Alec Torelli (@alectorelli) is among the most talented and accomplished poker players in the world. In July, he finished in 11th place out of 10,000 competitors at the annual World Series of Poker’s Main Event, taking home $700,000 in the process. While his poker acumen is off the charts, it’s the mental work he puts in that really sets him apart. He and his mindset coach concentrate their training on mental toughness, maintaining focus, evaluating risk, and staying positive no matter the circumstance. Additionally, Alec spends a few hours each day in the gym conditioning his body to remain in peak physical performance, so he can handle 12-hour days at the poker table. In this podcast episode, Alec and Moshe talk about the fundamental skills you need to be a great poker player and how those skills will translate to the rest of your life.

Two months later, how does he feel about finishing 11th at the W.S.O.P.

“There are really two emotions. The first one is trying to be grateful and appreciative and trying to live in the moment and enjoy the success. Because it is a success. Top .01 is of course a success. So, you have to live in that energy and be grateful for it, and content with it, and proud of the accomplishment. And, so, there’s definitely that feeling. … The other emotion is the frustration and the dissatisfaction of being so close to making history (it was the biggest Main Event ever) and not just making the final table – which I was two people away from doing – but actually winning, which I was 10 people away from, out of 10,000. I was so close to winning. So, there’s that bittersweet feeling.”
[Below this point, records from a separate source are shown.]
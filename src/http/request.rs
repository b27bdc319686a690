//! HTTP/1.1 request parsing using the [`httparse`] crate.

use bytes::Bytes;
use thiserror::Error;

use super::{Headers, Method};

/// Errors that can occur while parsing an HTTP/1.1 request.
#[derive(Debug, Error)]
pub enum RequestError {
    #[error("request is incomplete — more data needed")]
    Incomplete,

    #[error("HTTP parse error: {0}")]
    Parse(#[from] httparse::Error),

    #[error("missing required field: {field}")]
    MissingField { field: &'static str },
}

/// A fully parsed HTTP/1.1 request.
///
/// Created by [`Request::parse`] from a raw byte buffer. The body is stored
/// as a [`Bytes`] buffer.
///
/// # Examples
///
/// ```
/// use ledgerd::http::Request;
///
/// let raw = b"GET /api/entries?limit=5 HTTP/1.1\r\nHost: localhost\r\n\r\n";
/// let (request, _offset) = Request::parse(raw).unwrap();
///
/// assert_eq!(request.method().as_str(), "GET");
/// assert_eq!(request.path(), "/api/entries");
/// assert_eq!(request.target(), "/api/entries?limit=5");
/// assert_eq!(request.headers().get("host"), Some("localhost"));
/// ```
#[derive(Debug)]
pub struct Request {
    method: Method,
    path: String,
    query: Option<String>,
    /// HTTP minor version: 0 for HTTP/1.0, 1 for HTTP/1.1.
    version: u8,
    headers: Headers,
    body: Bytes,
}

impl Request {
    /// Maximum number of headers we support per request.
    const MAX_HEADERS: usize = 64;

    /// Parse a raw HTTP/1.1 request from a byte slice.
    ///
    /// Returns the parsed `Request` and the byte offset at which the body
    /// begins in `buf` (immediately after the `\r\n\r\n` header terminator).
    ///
    /// # Errors
    ///
    /// - [`RequestError::Incomplete`] — more data is needed to complete the request headers.
    /// - [`RequestError::Parse`] — the data is malformed and cannot be parsed.
    /// - [`RequestError::MissingField`] — a required field (method, path, version) is absent.
    pub fn parse(buf: &[u8]) -> Result<(Self, usize), RequestError> {
        let mut headers = [httparse::EMPTY_HEADER; Self::MAX_HEADERS];
        let mut raw_req = httparse::Request::new(&mut headers);

        let body_offset = match raw_req.parse(buf)? {
            httparse::Status::Complete(offset) => offset,
            httparse::Status::Partial => return Err(RequestError::Incomplete),
        };

        let method: Method = raw_req
            .method
            .ok_or(RequestError::MissingField { field: "method" })?
            .parse()
            .unwrap(); // Infallible

        let raw_path = raw_req
            .path
            .ok_or(RequestError::MissingField { field: "path" })?;

        let (path, query) = match raw_path.find('?') {
            Some(pos) => (
                raw_path[..pos].to_owned(),
                Some(raw_path[pos + 1..].to_owned()),
            ),
            None => (raw_path.to_owned(), None),
        };

        let version = raw_req
            .version
            .ok_or(RequestError::MissingField { field: "version" })?;

        let mut header_map = Headers::with_capacity(raw_req.headers.len());
        for header in raw_req.headers.iter() {
            if let Ok(value) = std::str::from_utf8(header.value) {
                header_map.append(header.name, value);
            }
        }

        let body = Bytes::copy_from_slice(&buf[body_offset..]);

        Ok((
            Self {
                method,
                path,
                query,
                version,
                headers: header_map,
                body,
            },
            body_offset,
        ))
    }

    /// Returns the HTTP method.
    pub fn method(&self) -> &Method {
        &self.method
    }

    /// Returns the request path (without the query string).
    pub fn path(&self) -> &str {
        &self.path
    }

    /// Returns the raw query string (without the leading `?`), if any.
    pub fn query_string(&self) -> Option<&str> {
        self.query.as_deref()
    }

    /// Returns the full request target: path plus query string, exactly as
    /// it should be reissued when the request is forwarded upstream.
    pub fn target(&self) -> String {
        match &self.query {
            Some(q) => format!("{}?{}", self.path, q),
            None => self.path.clone(),
        }
    }

    /// Returns the HTTP minor version number (0 = HTTP/1.0, 1 = HTTP/1.1).
    pub fn version(&self) -> u8 {
        self.version
    }

    /// Returns the request headers.
    pub fn headers(&self) -> &Headers {
        &self.headers
    }

    /// Returns the request body bytes.
    pub fn body(&self) -> &Bytes {
        &self.body
    }

    /// Returns `true` if the connection should be kept alive after this request.
    ///
    /// HTTP/1.1 defaults to keep-alive. HTTP/1.0 defaults to close unless
    /// `Connection: keep-alive` is explicitly set.
    pub fn is_keep_alive(&self) -> bool {
        match self.headers.get("connection") {
            Some(conn) => conn.eq_ignore_ascii_case("keep-alive"),
            None => self.version == 1,
        }
    }

    /// Returns the value of the `Content-Length` header parsed as a `usize`, if present.
    pub fn content_length(&self) -> Option<usize> {
        self.headers.get("content-length")?.parse().ok()
    }
}

#[cfg(test)]
mod tests {
    use super::*;

    #[test]
    fn parse_simple_get() {
        let raw = b"GET / HTTP/1.1\r\nHost: localhost\r\n\r\n";
        let (req, offset) = Request::parse(raw).unwrap();
        assert_eq!(req.method().as_str(), "GET");
        assert_eq!(req.path(), "/");
        assert_eq!(req.version(), 1);
        assert_eq!(req.headers().get("host"), Some("localhost"));
        assert_eq!(offset, raw.len()); // no body
    }

    #[test]
    fn target_includes_query() {
        let raw = b"GET /api/entries?limit=5&page=2 HTTP/1.1\r\nHost: x\r\n\r\n";
        let (req, _) = Request::parse(raw).unwrap();
        assert_eq!(req.path(), "/api/entries");
        assert_eq!(req.query_string(), Some("limit=5&page=2"));
        assert_eq!(req.target(), "/api/entries?limit=5&page=2");
    }

    #[test]
    fn incomplete_request() {
        let raw = b"GET / HTTP/1.1\r\nHost:";
        assert!(matches!(Request::parse(raw), Err(RequestError::Incomplete)));
    }

    #[test]
    fn keep_alive_http11_default() {
        let raw = b"GET / HTTP/1.1\r\nHost: localhost\r\n\r\n";
        let (req, _) = Request::parse(raw).unwrap();
        assert!(req.is_keep_alive());
    }

    #[test]
    fn connection_close() {
        let raw = b"GET / HTTP/1.1\r\nHost: localhost\r\nConnection: close\r\n\r\n";
        let (req, _) = Request::parse(raw).unwrap();
        assert!(!req.is_keep_alive());
    }

    #[test]
    fn body_after_content_length() {
        let raw =
            b"POST /api/entries HTTP/1.1\r\nHost: x\r\nContent-Length: 7\r\n\r\n{\"a\":1}";
        let (req, body_offset) = Request::parse(raw).unwrap();
        assert_eq!(req.content_length(), Some(7));
        assert_eq!(&raw[body_offset..], b"{\"a\":1}");
    }
}
//! HTTP/1.1 response builder.
//!
//! Provides a fluent builder API for constructing HTTP responses and
//! serializing them to a byte buffer for transmission over TCP.

use bytes::{BufMut, BytesMut};
use serde::Serialize;

use super::{Headers, StatusCode};

/// An HTTP/1.1 response, ready to be serialized and sent.
///
/// # Examples
///
/// ```
/// use ledgerd::http::{Response, StatusCode};
///
/// let response = Response::new(StatusCode::Ok)
///     .header("Content-Type", "application/json")
///     .body(r#"{"status":"ok"}"#);
///
/// let bytes = response.into_bytes();
/// let text = std::str::from_utf8(&bytes).unwrap();
/// assert!(text.starts_with("HTTP/1.1 200 OK\r\n"));
/// assert!(text.contains("Content-Length: 15\r\n"));
/// ```
#[derive(Debug, Clone)]
pub struct Response {
    status: StatusCode,
    headers: Headers,
    body: Vec<u8>,
    keep_alive: bool,
}

impl Response {
    /// Creates a new response with the given status and an empty body.
    pub fn new(status: StatusCode) -> Self {
        Self {
            status,
            headers: Headers::new(),
            body: Vec::new(),
            keep_alive: true,
        }
    }

    /// Creates a JSON response: serializes `value` and sets `Content-Type`.
    ///
    /// Serialization failure degrades to a `500` with a plain-text body
    /// rather than panicking; handlers treat their wire models as
    /// infallible to serialize.
    pub fn json<T: Serialize>(status: StatusCode, value: &T) -> Self {
        match serde_json::to_vec(value) {
            Ok(body) => Self::new(status)
                .header("Content-Type", "application/json")
                .body_bytes(body),
            Err(e) => Self::new(StatusCode::InternalServerError)
                .body(format!("serialization error: {e}")),
        }
    }

    /// Appends a response header. Multiple calls with the same name are additive.
    #[must_use]
    pub fn header(mut self, name: impl Into<String>, value: impl Into<String>) -> Self {
        self.headers.append(name, value);
        self
    }

    /// Appends a header in-place. Intended for middleware that receives a
    /// `Response` from downstream and needs to decorate it without consuming it.
    pub fn add_header(&mut self, name: impl Into<String>, value: impl Into<String>) {
        self.headers.append(name, value);
    }

    /// Sets the response body from a string.
    ///
    /// The `Content-Length` header is written automatically by [`into_bytes`](Self::into_bytes).
    #[must_use]
    pub fn body(mut self, body: impl Into<String>) -> Self {
        self.body = body.into().into_bytes();
        self
    }

    /// Sets the response body from raw bytes.
    #[must_use]
    pub fn body_bytes(mut self, body: impl Into<Vec<u8>>) -> Self {
        self.body = body.into();
        self
    }

    /// Controls whether `Connection: keep-alive` or `Connection: close` is written.
    #[must_use]
    pub fn keep_alive(mut self, keep_alive: bool) -> Self {
        self.keep_alive = keep_alive;
        self
    }

    /// Returns the status code of this response.
    pub fn status(&self) -> StatusCode {
        self.status
    }

    /// Returns the response headers.
    pub fn headers(&self) -> &Headers {
        &self.headers
    }

    /// Returns the response body bytes.
    pub fn body_ref(&self) -> &[u8] {
        &self.body
    }

    /// Serializes the response into a `BytesMut` buffer using HTTP/1.1 wire format.
    ///
    /// Automatically adds:
    /// - `Content-Type: text/plain; charset=utf-8` if the body is non-empty
    ///   and no `Content-Type` header was set.
    /// - `Content-Length: <n>` (always written).
    /// - `Connection: keep-alive` or `Connection: close`.
    pub fn into_bytes(mut self) -> BytesMut {
        let content_length = self.body.len();

        if !self.body.is_empty() && !self.headers.contains("content-type") {
            self.headers
                .append("Content-Type", "text/plain; charset=utf-8");
        }

        let connection = if self.keep_alive {
            "keep-alive"
        } else {
            "close"
        };
        self.headers.set("Connection", connection);
        // Content-Length describes the body we are about to write, never a
        // stale upstream value.
        self.headers.remove("content-length");
        self.headers.remove("transfer-encoding");

        let estimated_size = 128 + self.headers.len() * 64 + content_length;
        let mut buf = BytesMut::with_capacity(estimated_size);

        // Status line
        buf.put(
            format!(
                "HTTP/1.1 {} {}\r\n",
                self.status.as_u16(),
                self.status.canonical_reason()
            )
            .as_bytes(),
        );

        // Headers
        for (name, value) in self.headers.iter() {
            buf.put(format!("{name}: {value}\r\n").as_bytes());
        }

        // Content-Length is always the last header before the blank line
        buf.put(format!("Content-Length: {content_length}\r\n").as_bytes());

        // Header/body separator
        buf.put(&b"\r\n"[..]);

        // Body
        if !self.body.is_empty() {
            buf.put(self.body.as_slice());
        }

        buf
    }
}

impl Default for Response {
    fn default() -> Self {
        Self::new(StatusCode::Ok)
    }
}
The emotional toll the tournament takes on you:

“There’s the intensity of the eight days. We played 13 hours a day. And so, something people don’t know is that you start at noon, and you finish at around 1:00 am., but it’s not like you go to sleep at 1:00 am because you’re at this peak state where you’re running on adrenaline. And the tournament gets progressively more important as the day goes on because you’re getting deeper into the tournament. So, your adrenaline is kicking in and you are getting more and more excited about the tournament. So, you’re at this incredibly peak state, almost like you’re leaving a concert. … You’re not sleeping that much, so the compounding of that is challenging. And the mental part of staying focused for each hand throughout those eight days is where the pregame prep comes in.”

The visualization work he did ahead of time:

“I would imagine myself being in those high-pressure moments and then seeing all the challenges I would face and then preparing for them mentally so that when I was there it was as if I had already prepared for this. I had already seen this reality transpire and I was calm. And so, it allowed me to play from this place of confidence and calm because I was like, ‘Of course this is happening, I already imagined this happening.’”

The importance of meditation:

“If you watch other great athletes, they all have a meditation process. They might not call it that and it might not seem like that but if you watch an athlete shoot a free throw they’re not just going up to the line, grabbing the ball and shooting. They’re going into a flow state where they shake out their shoulders, they’re dribbling the ball, they breathe out, and then they shoot. So, they probably practice that away from the court, where they visualize themselves shooting that shot. And so, if it’s true for athletes in a physical sport, imagine it in a mental sport like poker, how much more important it is.”

His favorite hand in the tournament:

“I had a three-way all-in on day five, where three people were all in and I had the best hand and I had them both in a very bad spot and my hand held up. I didn’t triple up because I wasn’t all in, but they were both all in, so I busted two people. And that was a big turning point for me when I went from an average stack to kind of a big stack … and also the psychology of busting two people, and they caught it on camera, and it was kind of like a moment where I realized that ‘Hey, I’m making a run at this thing.’”

What he teaches his coaching clients:

“You separate your desire, your emotion, and your ego from the outcome. You separate the quality of your decision from the outcome. And you’re able to objectively analyze whether or not you made a good decision; not based on the outcome but based on the merit of the play. You’re able to properly manage your capital to determine your risk in any given hand, whether it’s your stack or how much you’re buying into a game or how much you’re risking in a tournament. And then you’re able to stay in flow and play well and you’re able to analyze the situation with a risk-reward perspective in the right way and use the math and the analysis to make good decisions with imperfect information.”